The Headlands offers a number of beaches including Rodeo Beach (a pebble-covered, dark sand beach), Kirby Cove, Pirates' Cove, Black Sands Beach, Tennessee Beach, Muir Beach. Rodeo and Muir Beaches are accessible by car, while the others require hikes of varying length and difficulty.

===Hiking/biking===
There are many hiking and biking trails in the Headlands, several of which pass through coastal sage scrub, chaparral, and riparian areas.

===Birding===
The raptor migration attracts birdwatchers to Hawk Hill, and waterfowl and seabirds can sometimes be seen on Rodeo Lagoon.

==Facilities and notable places==
The National Park Service maintains a visitor center near the intersection of Field Road and Bunker Road about a mile from Rodeo Beach. The visitor center contains historical and natural history displays as well as a small bookstore/gift shop. Hiking maps and Park Service program information are available as well.

Facilities include Presidio Fire Department Fire Station No. 2, located at building 1045 Fort Cronkhite. This fire station is operated by the National Park Service and houses one fire engine with cliff rescue capabilities.

Public restrooms are available in the Headlands at the visitor center parking lot, the parking lot near Rodeo Beach, and portable toilet facilities are available at the trailhead leading to the Point Bonita Lighthouse, along Conzelman Road near Black Sands Beach, at Battery Alexander dug into the hillside between Rodeo Beach and the Lighthouse, and at Battery 129 on Hawk Hill.

Conference center facilities are located in former military buildings maintained by the Point Bonita YMCA, NatureBridge, and the Headlands Center for the Arts.

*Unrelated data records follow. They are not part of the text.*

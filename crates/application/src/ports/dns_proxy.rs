use async_trait::async_trait;
use sluice_dns_domain::{DnsConfig, DomainError, UpstreamStrategy};
use std::fmt;
use std::net::SocketAddr;
use std::sync::Arc;
use std::time::Duration;

use super::{ExchangeMode, UpstreamGroup};

/// Cache size of the internal proxy used for the server's own lookups.
pub const INTERNAL_PROXY_CACHE_BYTES: usize = 4096;

/// Serving options of a forwarding proxy, independent of its upstreams.
#[derive(Debug, Clone, PartialEq, Eq)]
pub struct ProxySettings {
    pub strategy: UpstreamStrategy,
    pub fastest_timeout: Duration,
    pub cache_enabled: bool,
    pub cache_size_bytes: usize,
    pub max_concurrent_queries: usize,
    pub use_private_rdns: bool,
    pub private_networks: Vec<String>,
    pub use_dns64: bool,
    pub dns64_prefixes: Vec<String>,
    pub edns_client_subnet_enabled: bool,
    pub listen_addrs: Vec<SocketAddr>,
}

impl ProxySettings {
    /// Settings of the client-facing proxy.
    pub fn primary(dns: &DnsConfig, listen_addrs: Vec<SocketAddr>) -> Self {
        Self {
            strategy: dns.upstream_strategy,
            fastest_timeout: Duration::from_millis(dns.fastest_timeout),
            cache_enabled: dns.cache_enabled,
            cache_size_bytes: dns.cache_size_bytes,
            max_concurrent_queries: dns.max_concurrent_queries,
            use_private_rdns: dns.use_private_rdns,
            private_networks: dns.private_networks.clone(),
            use_dns64: dns.use_dns64,
            dns64_prefixes: dns.dns64_prefixes.clone(),
            edns_client_subnet_enabled: dns.edns_client_subnet_enabled,
            listen_addrs,
        }
    }

    pub fn exchange_mode(&self) -> ExchangeMode {
        ExchangeMode {
            strategy: self.strategy,
            fastest_timeout: self.fastest_timeout,
        }
    }

    /// Settings of the internal proxy: small fixed cache, no listeners.
    pub fn internal(dns: &DnsConfig) -> Self {
        Self {
            cache_enabled: true,
            cache_size_bytes: INTERNAL_PROXY_CACHE_BYTES,
            edns_client_subnet_enabled: false,
            ..Self::primary(dns, Vec::new())
        }
    }
}

/// Upstream groups plus serving options handed to the proxy factory.
#[derive(Clone)]
pub struct ProxyConfig {
    pub upstream: Arc<dyn UpstreamGroup>,
    pub private_rdns: Arc<dyn UpstreamGroup>,
    pub fallbacks: Option<Arc<dyn UpstreamGroup>>,
    pub settings: ProxySettings,
}

impl fmt::Debug for ProxyConfig {
    fn fmt(&self, f: &mut fmt::Formatter<'_>) -> fmt::Result {
        f.debug_struct("ProxyConfig")
            .field("upstream", &self.upstream.kind())
            .field("private_rdns", &self.private_rdns.kind())
            .field("fallbacks", &self.fallbacks.as_ref().map(|g| g.kind()))
            .field("settings", &self.settings)
            .finish()
    }
}

/// A forwarding proxy answering queries from its upstream groups.
///
/// The proxy holds references to its groups but never releases them; group
/// lifetime belongs to the bundle that built them.
#[async_trait]
pub trait DnsProxy: Send + Sync {
    fn config(&self) -> &ProxyConfig;

    async fn resolve(&self, query: &[u8]) -> Result<Vec<u8>, DomainError>;
}

pub trait DnsProxyFactory: Send + Sync {
    fn create(&self, config: ProxyConfig) -> Result<Arc<dyn DnsProxy>, DomainError>;
}
use sluice_dns_domain::DomainError;
use std::future::Future;
use std::time::Duration;
use tokio::time::sleep;
use tracing::{info, warn};

/// Wait unit between start attempts; the i-th retry waits `i` units.
pub const RESTART_BASE_DELAY: Duration = Duration::from_millis(100);

/// Linear-backoff retry around the server's start operation.
#[derive(Debug, Clone, Copy)]
pub struct StartWithRetry {
    attempts: u32,
    base_delay: Duration,
}

impl StartWithRetry {
    pub fn new(attempts: u32) -> Self {
        Self {
            attempts,
            base_delay: RESTART_BASE_DELAY,
        }
    }

    pub fn with_base_delay(mut self, base_delay: Duration) -> Self {
        self.base_delay = base_delay;
        self
    }

    pub fn attempts(&self) -> u32 {
        self.attempts
    }

    /// Calls `start` up to `attempts` times and returns the last error when
    /// every attempt failed. At least one attempt is always made.
    pub async fn execute<F, Fut>(&self, mut start: F) -> Result<(), DomainError>
    where
        F: FnMut() -> Fut,
        Fut: Future<Output = Result<(), DomainError>>,
    {
        let attempts = self.attempts.max(1);
        let mut last_error = None;

        for attempt in 1..=attempts {
            if attempt > 1 {
                sleep(self.base_delay * (attempt - 1)).await;
            }

            match start().await {
                Ok(()) => {
                    if attempt > 1 {
                        info!(attempt, attempts, "DNS server started after retry");
                    }
                    return Ok(());
                }
                Err(e) => {
                    warn!(attempt, attempts, error = %e, "Failed to start DNS server");
                    last_error = Some(e);
                }
            }
        }

        Err(last_error
            .unwrap_or_else(|| DomainError::StartFailed("no start attempt was made".into())))
    }
}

The Cavallo Point conference center is in East Fort Baker on the eastern side of the peninsula.

Other areas within Marin Headlands include Kirby Cove, Rodeo Lagoon, and Tennessee Cove.

Various nonprofit organizations have facilities in Marin Headlands. These include the Marine Mammal Center, the Foundation for Deep Ecology, and the NatureBridge campus (formerly known as the Headlands Institute), all in Fort Cronkhite; the Headlands Center for the Arts and the Marin Headlands Hostel at Fort Barry; and the Marin Headlands and Tennessee Valley Native Plant Nurseries.